** Supplied data follows **
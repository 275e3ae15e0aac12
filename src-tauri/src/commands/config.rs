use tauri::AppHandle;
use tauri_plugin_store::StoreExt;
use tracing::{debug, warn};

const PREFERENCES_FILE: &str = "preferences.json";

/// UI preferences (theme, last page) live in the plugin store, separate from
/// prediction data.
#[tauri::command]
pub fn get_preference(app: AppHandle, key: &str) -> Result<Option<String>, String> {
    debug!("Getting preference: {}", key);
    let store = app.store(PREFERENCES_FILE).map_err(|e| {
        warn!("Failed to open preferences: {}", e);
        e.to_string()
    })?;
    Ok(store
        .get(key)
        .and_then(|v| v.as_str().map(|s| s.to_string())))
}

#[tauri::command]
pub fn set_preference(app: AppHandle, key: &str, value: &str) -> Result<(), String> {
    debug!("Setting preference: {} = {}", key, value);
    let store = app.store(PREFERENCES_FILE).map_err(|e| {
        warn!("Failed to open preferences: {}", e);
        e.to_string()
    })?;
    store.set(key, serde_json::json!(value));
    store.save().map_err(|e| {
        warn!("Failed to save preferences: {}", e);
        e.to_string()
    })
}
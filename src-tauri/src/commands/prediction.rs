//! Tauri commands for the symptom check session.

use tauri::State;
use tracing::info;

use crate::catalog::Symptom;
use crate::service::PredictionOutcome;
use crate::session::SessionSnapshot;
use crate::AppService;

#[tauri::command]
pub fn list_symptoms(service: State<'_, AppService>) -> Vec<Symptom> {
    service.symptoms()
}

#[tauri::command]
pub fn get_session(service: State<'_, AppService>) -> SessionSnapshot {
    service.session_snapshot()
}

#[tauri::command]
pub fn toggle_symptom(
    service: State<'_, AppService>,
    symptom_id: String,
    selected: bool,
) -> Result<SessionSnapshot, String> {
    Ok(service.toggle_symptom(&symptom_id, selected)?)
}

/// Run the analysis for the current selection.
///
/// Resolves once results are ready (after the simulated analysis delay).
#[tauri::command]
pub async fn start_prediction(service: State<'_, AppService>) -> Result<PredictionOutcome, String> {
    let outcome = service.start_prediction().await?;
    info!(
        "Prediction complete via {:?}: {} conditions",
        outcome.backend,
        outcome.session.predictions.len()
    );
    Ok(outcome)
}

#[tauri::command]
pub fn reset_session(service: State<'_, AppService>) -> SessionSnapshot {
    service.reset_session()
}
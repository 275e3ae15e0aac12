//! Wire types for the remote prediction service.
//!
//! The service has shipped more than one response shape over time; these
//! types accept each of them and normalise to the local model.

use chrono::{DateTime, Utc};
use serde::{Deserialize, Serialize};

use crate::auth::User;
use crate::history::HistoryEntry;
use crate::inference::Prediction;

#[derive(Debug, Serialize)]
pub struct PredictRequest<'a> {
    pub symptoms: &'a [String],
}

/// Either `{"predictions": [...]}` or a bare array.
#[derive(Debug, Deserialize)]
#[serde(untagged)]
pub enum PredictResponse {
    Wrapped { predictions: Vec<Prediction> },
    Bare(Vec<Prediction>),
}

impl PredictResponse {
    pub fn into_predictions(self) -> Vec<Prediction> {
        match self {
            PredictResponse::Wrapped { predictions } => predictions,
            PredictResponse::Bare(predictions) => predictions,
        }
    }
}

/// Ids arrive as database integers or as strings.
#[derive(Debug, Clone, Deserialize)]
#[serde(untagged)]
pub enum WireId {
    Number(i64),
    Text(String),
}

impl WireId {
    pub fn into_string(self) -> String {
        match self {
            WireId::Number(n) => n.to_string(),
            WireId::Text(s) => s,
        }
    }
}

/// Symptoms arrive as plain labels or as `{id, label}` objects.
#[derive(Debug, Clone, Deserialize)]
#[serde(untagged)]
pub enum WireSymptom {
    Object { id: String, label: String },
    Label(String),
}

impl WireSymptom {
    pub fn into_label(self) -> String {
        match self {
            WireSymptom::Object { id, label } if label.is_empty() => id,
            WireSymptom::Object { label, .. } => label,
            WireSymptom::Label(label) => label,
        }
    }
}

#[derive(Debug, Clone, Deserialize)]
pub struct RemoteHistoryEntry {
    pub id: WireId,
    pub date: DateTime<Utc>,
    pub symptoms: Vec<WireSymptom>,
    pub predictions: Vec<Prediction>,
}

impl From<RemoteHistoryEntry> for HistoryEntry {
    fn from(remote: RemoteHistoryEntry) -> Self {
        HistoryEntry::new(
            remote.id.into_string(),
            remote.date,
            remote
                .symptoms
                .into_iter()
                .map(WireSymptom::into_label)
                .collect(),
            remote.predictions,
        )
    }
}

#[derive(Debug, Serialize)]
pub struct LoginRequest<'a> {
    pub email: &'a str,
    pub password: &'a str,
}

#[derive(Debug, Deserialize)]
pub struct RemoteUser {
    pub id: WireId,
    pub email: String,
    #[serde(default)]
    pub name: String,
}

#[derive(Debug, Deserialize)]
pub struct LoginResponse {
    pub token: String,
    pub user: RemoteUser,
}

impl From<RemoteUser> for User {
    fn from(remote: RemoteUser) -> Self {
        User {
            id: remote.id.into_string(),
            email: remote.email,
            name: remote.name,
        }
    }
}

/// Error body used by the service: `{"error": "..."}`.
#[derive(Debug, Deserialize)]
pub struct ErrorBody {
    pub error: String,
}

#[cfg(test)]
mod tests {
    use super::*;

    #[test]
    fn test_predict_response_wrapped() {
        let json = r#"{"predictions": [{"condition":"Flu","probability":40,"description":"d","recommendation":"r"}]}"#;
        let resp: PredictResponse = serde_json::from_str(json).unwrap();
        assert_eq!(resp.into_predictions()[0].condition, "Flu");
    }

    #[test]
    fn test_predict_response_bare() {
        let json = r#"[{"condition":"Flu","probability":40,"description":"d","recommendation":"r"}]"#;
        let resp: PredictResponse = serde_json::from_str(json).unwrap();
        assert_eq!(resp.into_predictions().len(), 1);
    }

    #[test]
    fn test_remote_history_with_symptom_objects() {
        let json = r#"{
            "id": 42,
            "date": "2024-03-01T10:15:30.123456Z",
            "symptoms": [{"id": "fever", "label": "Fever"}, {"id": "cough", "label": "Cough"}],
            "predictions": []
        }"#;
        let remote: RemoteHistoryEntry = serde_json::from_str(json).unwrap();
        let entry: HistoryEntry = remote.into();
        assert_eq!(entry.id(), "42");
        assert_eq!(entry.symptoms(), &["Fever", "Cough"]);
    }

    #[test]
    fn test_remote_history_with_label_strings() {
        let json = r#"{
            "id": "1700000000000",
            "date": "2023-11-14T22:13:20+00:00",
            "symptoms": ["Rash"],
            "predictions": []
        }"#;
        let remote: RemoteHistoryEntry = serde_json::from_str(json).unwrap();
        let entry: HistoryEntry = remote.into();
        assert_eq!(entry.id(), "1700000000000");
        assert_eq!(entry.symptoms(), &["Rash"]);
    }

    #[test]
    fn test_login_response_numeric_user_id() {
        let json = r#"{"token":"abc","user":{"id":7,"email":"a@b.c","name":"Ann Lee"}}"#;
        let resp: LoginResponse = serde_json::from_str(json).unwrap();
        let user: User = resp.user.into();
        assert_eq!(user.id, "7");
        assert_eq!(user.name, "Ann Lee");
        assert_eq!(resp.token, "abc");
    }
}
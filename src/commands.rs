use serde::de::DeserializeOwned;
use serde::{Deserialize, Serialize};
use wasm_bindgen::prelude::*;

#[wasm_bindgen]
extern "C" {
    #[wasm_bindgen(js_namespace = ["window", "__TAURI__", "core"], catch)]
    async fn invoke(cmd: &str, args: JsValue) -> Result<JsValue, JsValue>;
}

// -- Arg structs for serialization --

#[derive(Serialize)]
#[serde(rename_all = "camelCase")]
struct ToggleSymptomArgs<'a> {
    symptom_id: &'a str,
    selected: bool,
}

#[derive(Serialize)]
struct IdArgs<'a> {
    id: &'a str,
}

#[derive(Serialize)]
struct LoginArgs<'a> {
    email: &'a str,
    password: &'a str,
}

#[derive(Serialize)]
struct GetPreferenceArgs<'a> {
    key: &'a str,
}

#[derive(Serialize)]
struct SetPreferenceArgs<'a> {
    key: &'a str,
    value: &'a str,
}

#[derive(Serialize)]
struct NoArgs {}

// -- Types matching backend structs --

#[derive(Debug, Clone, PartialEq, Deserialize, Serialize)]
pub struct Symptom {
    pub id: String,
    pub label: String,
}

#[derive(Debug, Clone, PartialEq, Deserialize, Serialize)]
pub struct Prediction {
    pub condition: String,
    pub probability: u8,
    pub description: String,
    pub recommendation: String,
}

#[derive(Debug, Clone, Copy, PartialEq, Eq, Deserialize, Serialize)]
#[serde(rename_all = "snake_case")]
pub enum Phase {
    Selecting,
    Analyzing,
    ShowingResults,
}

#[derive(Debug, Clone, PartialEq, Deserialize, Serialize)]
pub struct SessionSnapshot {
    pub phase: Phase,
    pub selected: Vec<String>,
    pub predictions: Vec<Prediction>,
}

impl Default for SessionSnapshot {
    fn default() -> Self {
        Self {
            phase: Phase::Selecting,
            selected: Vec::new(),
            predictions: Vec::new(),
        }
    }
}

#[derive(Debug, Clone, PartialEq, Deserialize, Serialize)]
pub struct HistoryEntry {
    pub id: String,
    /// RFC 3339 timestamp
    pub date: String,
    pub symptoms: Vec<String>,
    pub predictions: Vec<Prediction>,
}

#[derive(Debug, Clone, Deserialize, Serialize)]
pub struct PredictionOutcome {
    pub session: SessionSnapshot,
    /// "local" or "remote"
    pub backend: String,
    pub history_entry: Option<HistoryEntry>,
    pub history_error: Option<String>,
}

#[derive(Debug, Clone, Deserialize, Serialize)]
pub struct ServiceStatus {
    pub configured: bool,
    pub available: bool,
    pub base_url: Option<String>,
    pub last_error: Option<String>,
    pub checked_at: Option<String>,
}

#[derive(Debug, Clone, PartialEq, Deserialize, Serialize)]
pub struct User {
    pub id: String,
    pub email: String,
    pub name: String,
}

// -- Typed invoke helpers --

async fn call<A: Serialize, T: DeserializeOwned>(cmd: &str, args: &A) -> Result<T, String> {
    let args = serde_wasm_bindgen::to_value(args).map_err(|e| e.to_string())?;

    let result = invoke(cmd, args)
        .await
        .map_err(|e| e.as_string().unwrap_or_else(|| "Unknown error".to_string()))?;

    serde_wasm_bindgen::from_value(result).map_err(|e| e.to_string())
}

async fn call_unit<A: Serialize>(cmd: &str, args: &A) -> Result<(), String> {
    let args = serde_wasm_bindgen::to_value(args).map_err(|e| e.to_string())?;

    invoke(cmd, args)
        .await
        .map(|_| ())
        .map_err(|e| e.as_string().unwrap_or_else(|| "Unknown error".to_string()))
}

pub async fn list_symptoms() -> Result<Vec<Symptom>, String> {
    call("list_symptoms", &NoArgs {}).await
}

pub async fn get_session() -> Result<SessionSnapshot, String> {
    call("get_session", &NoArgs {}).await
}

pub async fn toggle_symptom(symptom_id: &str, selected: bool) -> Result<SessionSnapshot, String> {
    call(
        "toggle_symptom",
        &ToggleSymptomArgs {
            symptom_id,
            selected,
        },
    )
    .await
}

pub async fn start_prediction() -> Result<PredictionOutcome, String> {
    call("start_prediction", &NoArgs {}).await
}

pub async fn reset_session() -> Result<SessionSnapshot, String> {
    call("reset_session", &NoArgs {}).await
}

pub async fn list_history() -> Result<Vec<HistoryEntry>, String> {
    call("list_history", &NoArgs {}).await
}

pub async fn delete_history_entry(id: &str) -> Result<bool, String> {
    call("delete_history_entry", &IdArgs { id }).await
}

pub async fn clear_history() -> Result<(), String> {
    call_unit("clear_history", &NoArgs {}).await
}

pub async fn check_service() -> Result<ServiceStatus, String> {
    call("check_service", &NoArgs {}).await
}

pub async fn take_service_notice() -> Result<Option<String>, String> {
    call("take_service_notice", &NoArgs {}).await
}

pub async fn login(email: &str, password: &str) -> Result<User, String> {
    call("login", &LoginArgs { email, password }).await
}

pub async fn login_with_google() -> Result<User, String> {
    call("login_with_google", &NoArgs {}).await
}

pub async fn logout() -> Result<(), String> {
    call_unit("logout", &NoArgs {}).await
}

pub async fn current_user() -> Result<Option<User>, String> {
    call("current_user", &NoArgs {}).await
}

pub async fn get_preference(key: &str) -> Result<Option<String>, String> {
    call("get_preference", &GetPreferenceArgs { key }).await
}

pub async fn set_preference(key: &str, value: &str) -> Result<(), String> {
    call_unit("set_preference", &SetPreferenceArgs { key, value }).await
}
** End of Supplied data **
_Problem_: Return only the number of lines in the data above that hold the word "WireId".

_Answer section_: 6